Because international cases are a small percentage of most agencies’ child support caseload, staff may lack the knowledge to appropriately process them. Designating staff to handle international cases or to be agency subject matter experts, and providing these individuals with training and supportive resources, leads to greater confidence in case processing. Washington DCS contracted with Public Knowledge® to help redesign its international case processing because of the PK team’s strong operational, legal, and policy expertise in international case processing.
It is important to use a variety of formats to meet individuals’ varying learning styles when developing desk aids. Some people learn best from numbered instructions and checklists, others like to read narrative information, and others are more visual and retain information best if it is presented in flowcharts.
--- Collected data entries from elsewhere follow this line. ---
use std::collections::HashMap;

use chrono::{DateTime, Utc};
use cucumber::World;
use log::*;
use storefront_engine::{
    db_types::{OrderNumber, Subscription, SubscriptionDelivery},
    events::EventProducers,
    order_objects::ShippingRates,
    AccountApi,
    CatalogApi,
    CheckoutApi,
    ExchangeRateApi,
    PaymentFlowApi,
    SqliteDatabase,
    SubscriptionApi,
};

use crate::support::prepare_env::{create_database, random_db_path, run_migrations};

#[derive(Default, Debug, World)]
pub struct StoreWorld {
    pub system: Option<StoreSystem>,
    /// Order numbers are random, so scenarios refer to orders by an alias.
    pub orders: HashMap<String, OrderNumber>,
    pub subscription: Option<Subscription>,
    pub delivery: Option<SubscriptionDelivery>,
    pub previous_period_end: Option<DateTime<Utc>>,
    pub last_error: Option<String>,
}

#[derive(Debug)]
pub struct StoreSystem {
    pub db_path: String,
    pub db: SqliteDatabase,
    pub catalog: CatalogApi<SqliteDatabase>,
    pub checkout: CheckoutApi<SqliteDatabase>,
    pub payments: PaymentFlowApi<SqliteDatabase>,
    pub accounts: AccountApi<SqliteDatabase>,
    pub subscriptions: SubscriptionApi<SqliteDatabase>,
    pub rates: ExchangeRateApi<SqliteDatabase>,
}

impl StoreWorld {
    pub fn system(&self) -> &StoreSystem {
        self.system.as_ref().expect("Storefront not initialised")
    }

    pub fn order_number(&self, alias: &str) -> OrderNumber {
        self.orders.get(alias).cloned().unwrap_or_else(|| panic!("No order was placed as '{alias}'"))
    }

    pub fn subscription_id(&self) -> i64 {
        self.subscription.as_ref().expect("No subscription has been created").id
    }

    pub fn record_error<T, E: std::fmt::Display>(&mut self, result: Result<T, E>) {
        match result {
            Ok(_) => self.last_error = None,
            Err(e) => {
                debug!("🚀️ Expected failure: {e}");
                self.last_error = Some(e.to_string());
            },
        }
    }
}

impl StoreSystem {
    pub async fn new() -> Self {
        let url = prepare_test_env().await;
        let db = SqliteDatabase::new_with_url(&url, 1).await.expect("Error creating connection to database");
        debug!("Created database: {url}");
        let producers = EventProducers::default();
        Self {
            db_path: url,
            catalog: CatalogApi::new(db.clone()),
            checkout: CheckoutApi::new(db.clone(), ShippingRates::default(), producers.clone()),
            payments: PaymentFlowApi::new(db.clone(), producers),
            accounts: AccountApi::new(db.clone()),
            subscriptions: SubscriptionApi::new(db.clone()),
            rates: ExchangeRateApi::new(db.clone()),
            db,
        }
    }
}

pub async fn prepare_test_env() -> String {
    let path = random_db_path();
    create_database(&path).await;
    run_migrations(&path).await;
    path
}
use thiserror::Error;

use crate::db_types::ExchangeRate;

#[derive(Debug, Clone, Error)]
pub enum ExchangeRateError {
    #[error("Database error: {0}")]
    DatabaseError(String),
    #[error("The requested exchange rate does not exist: {0}")]
    RateDoesNotExist(String),
    #[error("Exchange rates must be positive. {0}")]
    InvalidRate(String),
}

impl From<sqlx::Error> for ExchangeRateError {
    fn from(e: sqlx::Error) -> Self {
        Self::DatabaseError(e.to_string())
    }
}

#[allow(async_fn_in_trait)]
pub trait ExchangeRates {
    /// Fetch the most recent rate for the given currency (e.g. `SOL`). If no rate has been stored, the error
    /// [`ExchangeRateError::RateDoesNotExist`] is returned.
    async fn fetch_last_rate(&self, currency: &str) -> Result<ExchangeRate, ExchangeRateError>;
    /// Append a new rate. Older rates are kept as history.
    async fn set_exchange_rate(&self, rate: &ExchangeRate) -> Result<(), ExchangeRateError>;
}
PK used behavioral economics and principles of adult education to develop training material and desk aids in varying formats.
Improving communication is key to effective case management, particularly when working international cases, due to challenges such as different time zones, language barriers, and differences in legal systems. Establishing child support cooperation arrangements takes time and requires the development of personal relationships. Because of their professional relationships with colleagues in Canada, the PK team was able to help DCS establish a strong cooperative relationship with selected provinces. The relationship included improved communication methods such as a contact directory, access by DCS workers to the family maintenance enforcement program’s portal, and transmission of messages from Canadian caseworkers through Washington’s encrypted email system.
International child support has changed significantly in the last 10 years. For most states, a comprehensive review of the international case processing section of their policies and procedures handbook is long overdue. PK consultants participated in drafting the Uniform Interstate Family Support Act (UIFSA) and negotiating the 2007 Hague Child Support Convention. We have developed extensive training materials and technical assistance resources focused on international case processing.